Exercise details: Where does the string "ClassKey" appear in the material? Copy each line that holds it.
--- Dataset excerpts ---
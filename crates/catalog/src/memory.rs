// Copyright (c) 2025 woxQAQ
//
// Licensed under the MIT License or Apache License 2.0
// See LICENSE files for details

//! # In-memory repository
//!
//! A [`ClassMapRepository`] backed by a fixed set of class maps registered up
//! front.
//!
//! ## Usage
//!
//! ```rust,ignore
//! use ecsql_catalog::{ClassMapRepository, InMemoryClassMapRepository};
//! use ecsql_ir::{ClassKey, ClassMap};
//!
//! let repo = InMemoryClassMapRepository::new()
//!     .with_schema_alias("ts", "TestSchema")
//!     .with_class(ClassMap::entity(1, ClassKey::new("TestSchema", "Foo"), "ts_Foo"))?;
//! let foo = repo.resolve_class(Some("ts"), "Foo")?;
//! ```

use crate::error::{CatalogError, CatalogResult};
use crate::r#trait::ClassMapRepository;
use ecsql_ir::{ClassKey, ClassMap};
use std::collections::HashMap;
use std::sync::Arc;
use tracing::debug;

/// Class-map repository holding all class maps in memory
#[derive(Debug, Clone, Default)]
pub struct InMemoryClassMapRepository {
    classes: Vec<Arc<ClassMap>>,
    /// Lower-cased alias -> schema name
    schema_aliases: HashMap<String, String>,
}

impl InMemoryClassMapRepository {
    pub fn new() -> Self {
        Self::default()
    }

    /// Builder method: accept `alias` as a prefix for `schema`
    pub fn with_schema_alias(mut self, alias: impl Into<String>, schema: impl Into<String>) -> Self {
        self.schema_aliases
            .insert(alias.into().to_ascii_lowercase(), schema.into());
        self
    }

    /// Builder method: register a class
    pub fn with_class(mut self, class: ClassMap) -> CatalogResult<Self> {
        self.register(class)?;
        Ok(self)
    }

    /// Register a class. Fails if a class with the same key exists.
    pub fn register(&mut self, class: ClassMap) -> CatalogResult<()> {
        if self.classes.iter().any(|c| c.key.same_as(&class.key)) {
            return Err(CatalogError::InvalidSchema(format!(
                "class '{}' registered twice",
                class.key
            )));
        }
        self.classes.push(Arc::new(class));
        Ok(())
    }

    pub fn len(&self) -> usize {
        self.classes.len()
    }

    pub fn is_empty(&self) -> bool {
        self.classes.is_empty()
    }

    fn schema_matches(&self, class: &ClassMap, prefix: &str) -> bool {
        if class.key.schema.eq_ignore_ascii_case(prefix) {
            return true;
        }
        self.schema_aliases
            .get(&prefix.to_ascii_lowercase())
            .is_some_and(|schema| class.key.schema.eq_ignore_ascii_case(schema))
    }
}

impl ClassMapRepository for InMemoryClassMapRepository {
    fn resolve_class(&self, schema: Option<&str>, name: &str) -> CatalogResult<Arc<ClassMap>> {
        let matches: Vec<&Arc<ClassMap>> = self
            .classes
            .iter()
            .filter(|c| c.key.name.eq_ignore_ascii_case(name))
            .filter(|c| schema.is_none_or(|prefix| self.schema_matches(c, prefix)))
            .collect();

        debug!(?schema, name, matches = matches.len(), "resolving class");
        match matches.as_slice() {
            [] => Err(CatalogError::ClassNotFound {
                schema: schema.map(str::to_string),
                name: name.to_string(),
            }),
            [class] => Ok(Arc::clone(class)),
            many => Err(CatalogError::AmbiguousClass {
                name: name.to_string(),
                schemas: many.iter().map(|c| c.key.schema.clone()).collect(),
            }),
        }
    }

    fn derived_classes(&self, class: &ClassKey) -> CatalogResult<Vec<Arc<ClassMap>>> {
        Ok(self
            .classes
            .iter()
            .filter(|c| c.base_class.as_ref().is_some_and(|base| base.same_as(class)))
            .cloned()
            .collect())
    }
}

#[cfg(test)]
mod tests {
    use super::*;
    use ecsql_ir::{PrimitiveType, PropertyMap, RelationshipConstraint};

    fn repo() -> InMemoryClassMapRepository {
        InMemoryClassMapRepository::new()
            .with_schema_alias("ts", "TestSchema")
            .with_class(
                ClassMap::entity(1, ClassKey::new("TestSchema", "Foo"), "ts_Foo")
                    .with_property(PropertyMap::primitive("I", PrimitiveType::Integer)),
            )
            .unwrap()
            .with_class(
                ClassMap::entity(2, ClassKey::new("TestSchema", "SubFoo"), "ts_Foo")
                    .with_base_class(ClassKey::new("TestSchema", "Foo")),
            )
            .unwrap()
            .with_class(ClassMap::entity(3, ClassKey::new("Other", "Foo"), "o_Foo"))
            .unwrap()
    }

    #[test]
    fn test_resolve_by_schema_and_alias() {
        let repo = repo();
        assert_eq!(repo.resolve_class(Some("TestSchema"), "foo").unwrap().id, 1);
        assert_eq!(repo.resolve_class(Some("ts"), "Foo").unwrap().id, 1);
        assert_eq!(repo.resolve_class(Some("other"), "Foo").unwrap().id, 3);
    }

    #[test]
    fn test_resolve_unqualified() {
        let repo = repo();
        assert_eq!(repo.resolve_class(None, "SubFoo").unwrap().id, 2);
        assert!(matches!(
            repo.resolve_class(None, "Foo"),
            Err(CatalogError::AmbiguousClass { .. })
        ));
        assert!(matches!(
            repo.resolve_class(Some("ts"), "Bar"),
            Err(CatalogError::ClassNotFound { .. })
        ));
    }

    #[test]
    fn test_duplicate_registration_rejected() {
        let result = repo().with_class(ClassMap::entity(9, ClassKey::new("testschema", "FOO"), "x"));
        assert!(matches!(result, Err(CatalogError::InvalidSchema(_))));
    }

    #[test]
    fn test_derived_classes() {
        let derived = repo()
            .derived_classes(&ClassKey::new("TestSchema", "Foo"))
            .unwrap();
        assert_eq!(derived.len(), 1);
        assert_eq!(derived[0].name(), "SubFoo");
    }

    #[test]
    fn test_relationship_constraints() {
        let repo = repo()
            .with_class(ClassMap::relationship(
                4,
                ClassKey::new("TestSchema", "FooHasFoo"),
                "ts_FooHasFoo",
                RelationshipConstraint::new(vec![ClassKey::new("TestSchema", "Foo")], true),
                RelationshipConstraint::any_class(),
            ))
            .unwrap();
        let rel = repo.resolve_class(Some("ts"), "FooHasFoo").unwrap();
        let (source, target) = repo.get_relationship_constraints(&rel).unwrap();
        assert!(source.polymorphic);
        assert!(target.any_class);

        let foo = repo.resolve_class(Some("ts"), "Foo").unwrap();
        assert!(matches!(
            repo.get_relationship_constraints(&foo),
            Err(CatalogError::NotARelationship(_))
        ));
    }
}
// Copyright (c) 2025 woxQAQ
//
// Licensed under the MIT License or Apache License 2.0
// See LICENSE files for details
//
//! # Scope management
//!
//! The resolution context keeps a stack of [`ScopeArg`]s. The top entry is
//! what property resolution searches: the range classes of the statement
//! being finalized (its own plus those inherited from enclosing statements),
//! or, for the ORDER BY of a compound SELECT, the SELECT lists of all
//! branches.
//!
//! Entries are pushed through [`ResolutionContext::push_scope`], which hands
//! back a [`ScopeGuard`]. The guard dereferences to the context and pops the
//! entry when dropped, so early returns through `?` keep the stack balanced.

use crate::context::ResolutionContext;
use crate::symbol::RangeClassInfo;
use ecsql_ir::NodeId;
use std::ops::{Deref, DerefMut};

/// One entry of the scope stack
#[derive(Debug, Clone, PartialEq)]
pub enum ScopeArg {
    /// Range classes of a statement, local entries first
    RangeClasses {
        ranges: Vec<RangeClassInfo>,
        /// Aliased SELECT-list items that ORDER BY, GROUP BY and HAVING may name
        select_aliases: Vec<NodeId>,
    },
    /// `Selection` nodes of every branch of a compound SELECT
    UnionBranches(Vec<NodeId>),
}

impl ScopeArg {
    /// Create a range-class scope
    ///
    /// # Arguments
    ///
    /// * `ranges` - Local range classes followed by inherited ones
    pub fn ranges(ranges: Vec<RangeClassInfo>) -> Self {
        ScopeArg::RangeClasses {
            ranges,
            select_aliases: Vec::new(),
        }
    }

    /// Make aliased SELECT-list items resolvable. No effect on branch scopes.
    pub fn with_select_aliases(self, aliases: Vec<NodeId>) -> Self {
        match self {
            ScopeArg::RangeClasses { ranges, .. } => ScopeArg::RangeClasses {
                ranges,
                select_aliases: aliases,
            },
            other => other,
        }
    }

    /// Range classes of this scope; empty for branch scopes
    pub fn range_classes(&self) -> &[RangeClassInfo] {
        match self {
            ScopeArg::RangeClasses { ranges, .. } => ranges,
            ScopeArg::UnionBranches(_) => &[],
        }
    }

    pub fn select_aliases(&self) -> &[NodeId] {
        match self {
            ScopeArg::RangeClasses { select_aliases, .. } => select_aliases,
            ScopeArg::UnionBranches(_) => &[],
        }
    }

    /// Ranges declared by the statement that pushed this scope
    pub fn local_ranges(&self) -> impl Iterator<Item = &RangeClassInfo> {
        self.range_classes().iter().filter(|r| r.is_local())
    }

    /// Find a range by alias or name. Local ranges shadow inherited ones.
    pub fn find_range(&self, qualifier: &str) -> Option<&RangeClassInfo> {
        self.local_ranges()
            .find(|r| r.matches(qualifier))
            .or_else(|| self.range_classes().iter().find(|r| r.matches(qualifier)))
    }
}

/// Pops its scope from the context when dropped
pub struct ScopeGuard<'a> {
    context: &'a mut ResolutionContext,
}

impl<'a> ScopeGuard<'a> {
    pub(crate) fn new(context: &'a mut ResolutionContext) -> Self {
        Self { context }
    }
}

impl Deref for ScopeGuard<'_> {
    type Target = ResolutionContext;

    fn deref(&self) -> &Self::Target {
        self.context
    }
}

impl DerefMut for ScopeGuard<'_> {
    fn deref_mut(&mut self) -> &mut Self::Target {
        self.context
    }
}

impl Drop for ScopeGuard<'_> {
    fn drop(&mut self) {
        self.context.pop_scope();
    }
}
---
--- Dataset excerpts ---
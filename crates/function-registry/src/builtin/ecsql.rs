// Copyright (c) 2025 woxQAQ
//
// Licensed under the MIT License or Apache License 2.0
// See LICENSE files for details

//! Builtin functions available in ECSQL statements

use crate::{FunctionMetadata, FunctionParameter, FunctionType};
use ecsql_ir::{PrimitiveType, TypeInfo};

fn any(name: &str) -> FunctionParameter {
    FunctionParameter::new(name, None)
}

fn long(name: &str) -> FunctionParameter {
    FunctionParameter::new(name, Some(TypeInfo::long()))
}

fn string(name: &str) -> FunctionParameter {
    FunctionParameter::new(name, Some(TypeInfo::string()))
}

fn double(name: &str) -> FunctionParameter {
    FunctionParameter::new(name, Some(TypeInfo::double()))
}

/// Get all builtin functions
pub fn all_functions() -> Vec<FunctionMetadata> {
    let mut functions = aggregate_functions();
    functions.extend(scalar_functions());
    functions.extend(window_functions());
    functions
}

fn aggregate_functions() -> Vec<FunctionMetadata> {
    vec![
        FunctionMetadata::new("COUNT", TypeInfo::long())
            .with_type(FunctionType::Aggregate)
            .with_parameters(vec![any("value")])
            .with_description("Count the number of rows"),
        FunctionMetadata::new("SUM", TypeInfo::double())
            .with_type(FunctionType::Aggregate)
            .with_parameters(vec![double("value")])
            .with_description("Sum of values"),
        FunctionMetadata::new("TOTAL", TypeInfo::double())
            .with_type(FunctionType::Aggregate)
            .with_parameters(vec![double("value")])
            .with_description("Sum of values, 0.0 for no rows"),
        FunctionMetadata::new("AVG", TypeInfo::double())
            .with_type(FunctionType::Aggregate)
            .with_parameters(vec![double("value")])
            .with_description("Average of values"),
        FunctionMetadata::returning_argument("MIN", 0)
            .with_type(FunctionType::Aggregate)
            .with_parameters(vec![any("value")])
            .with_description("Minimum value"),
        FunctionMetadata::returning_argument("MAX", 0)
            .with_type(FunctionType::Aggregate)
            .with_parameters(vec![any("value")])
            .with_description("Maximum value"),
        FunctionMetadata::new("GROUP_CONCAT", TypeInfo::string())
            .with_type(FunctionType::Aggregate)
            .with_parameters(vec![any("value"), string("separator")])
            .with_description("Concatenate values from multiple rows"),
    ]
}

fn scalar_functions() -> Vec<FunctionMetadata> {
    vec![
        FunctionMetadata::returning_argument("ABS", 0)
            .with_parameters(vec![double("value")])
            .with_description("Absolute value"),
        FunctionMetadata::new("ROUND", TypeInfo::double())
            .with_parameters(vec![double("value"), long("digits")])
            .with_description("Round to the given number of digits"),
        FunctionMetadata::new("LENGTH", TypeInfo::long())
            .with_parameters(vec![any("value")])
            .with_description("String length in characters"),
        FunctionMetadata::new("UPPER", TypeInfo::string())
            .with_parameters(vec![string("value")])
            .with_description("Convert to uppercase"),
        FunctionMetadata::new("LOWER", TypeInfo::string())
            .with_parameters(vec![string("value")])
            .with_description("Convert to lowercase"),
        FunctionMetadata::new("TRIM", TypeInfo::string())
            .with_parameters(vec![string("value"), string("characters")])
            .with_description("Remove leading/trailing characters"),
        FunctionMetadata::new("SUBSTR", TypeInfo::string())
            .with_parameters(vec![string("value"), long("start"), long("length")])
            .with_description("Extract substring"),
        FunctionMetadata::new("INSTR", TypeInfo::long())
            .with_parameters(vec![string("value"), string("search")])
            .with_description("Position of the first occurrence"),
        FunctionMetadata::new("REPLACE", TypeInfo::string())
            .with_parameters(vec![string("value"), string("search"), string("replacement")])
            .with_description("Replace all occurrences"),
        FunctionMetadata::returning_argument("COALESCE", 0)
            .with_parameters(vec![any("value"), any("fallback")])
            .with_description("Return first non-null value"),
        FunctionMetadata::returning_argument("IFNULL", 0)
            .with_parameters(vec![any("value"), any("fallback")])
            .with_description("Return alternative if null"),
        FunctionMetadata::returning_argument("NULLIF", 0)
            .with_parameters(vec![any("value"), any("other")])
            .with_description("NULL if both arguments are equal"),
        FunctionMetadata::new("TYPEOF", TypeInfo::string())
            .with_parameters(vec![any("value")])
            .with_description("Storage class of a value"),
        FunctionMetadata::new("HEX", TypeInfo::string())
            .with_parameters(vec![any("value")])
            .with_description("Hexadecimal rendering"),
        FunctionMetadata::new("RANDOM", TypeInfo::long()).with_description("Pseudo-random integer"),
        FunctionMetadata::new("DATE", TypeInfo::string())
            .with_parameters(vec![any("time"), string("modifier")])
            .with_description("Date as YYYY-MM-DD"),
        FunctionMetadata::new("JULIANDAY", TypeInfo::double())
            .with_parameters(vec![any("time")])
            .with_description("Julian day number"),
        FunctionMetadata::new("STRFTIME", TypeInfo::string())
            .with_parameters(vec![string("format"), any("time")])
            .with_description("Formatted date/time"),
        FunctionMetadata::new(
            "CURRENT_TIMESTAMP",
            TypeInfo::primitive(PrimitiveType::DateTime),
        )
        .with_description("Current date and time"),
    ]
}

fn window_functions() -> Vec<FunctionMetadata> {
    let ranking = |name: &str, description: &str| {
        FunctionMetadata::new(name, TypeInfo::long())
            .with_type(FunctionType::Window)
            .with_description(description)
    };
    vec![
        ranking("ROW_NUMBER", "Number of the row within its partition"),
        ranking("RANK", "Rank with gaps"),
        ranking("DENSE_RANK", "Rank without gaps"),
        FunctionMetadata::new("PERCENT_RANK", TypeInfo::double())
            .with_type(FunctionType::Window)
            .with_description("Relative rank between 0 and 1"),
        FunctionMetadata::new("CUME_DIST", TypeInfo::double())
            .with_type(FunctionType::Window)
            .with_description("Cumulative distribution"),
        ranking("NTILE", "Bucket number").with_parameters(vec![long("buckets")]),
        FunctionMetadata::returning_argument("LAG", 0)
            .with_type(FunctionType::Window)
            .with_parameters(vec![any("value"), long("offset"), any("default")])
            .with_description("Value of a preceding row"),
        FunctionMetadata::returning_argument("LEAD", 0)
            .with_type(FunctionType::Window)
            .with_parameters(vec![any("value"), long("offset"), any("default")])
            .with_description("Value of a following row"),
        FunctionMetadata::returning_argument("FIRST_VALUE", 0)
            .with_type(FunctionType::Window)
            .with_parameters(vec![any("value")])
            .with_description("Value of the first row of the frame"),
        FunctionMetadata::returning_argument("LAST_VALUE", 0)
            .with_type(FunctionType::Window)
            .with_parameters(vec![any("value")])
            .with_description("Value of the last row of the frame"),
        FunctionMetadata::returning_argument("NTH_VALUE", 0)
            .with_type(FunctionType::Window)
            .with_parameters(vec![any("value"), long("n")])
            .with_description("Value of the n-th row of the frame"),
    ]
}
---
Output:
//! use ecsql_ir::{ClassKey, ClassMap};
//!     .with_class(ClassMap::entity(1, ClassKey::new("TestSchema", "Foo"), "ts_Foo"))?;
use ecsql_ir::{ClassKey, ClassMap};
    fn derived_classes(&self, class: &ClassKey) -> CatalogResult<Vec<Arc<ClassMap>>> {
                ClassMap::entity(1, ClassKey::new("TestSchema", "Foo"), "ts_Foo")
                ClassMap::entity(2, ClassKey::new("TestSchema", "SubFoo"), "ts_Foo")
                    .with_base_class(ClassKey::new("TestSchema", "Foo")),
            .with_class(ClassMap::entity(3, ClassKey::new("Other", "Foo"), "o_Foo"))
        let result = repo().with_class(ClassMap::entity(9, ClassKey::new("testschema", "FOO"), "x"));
            .derived_classes(&ClassKey::new("TestSchema", "Foo"))
                ClassKey::new("TestSchema", "FooHasFoo"),
                RelationshipConstraint::new(vec![ClassKey::new("TestSchema", "Foo")], true),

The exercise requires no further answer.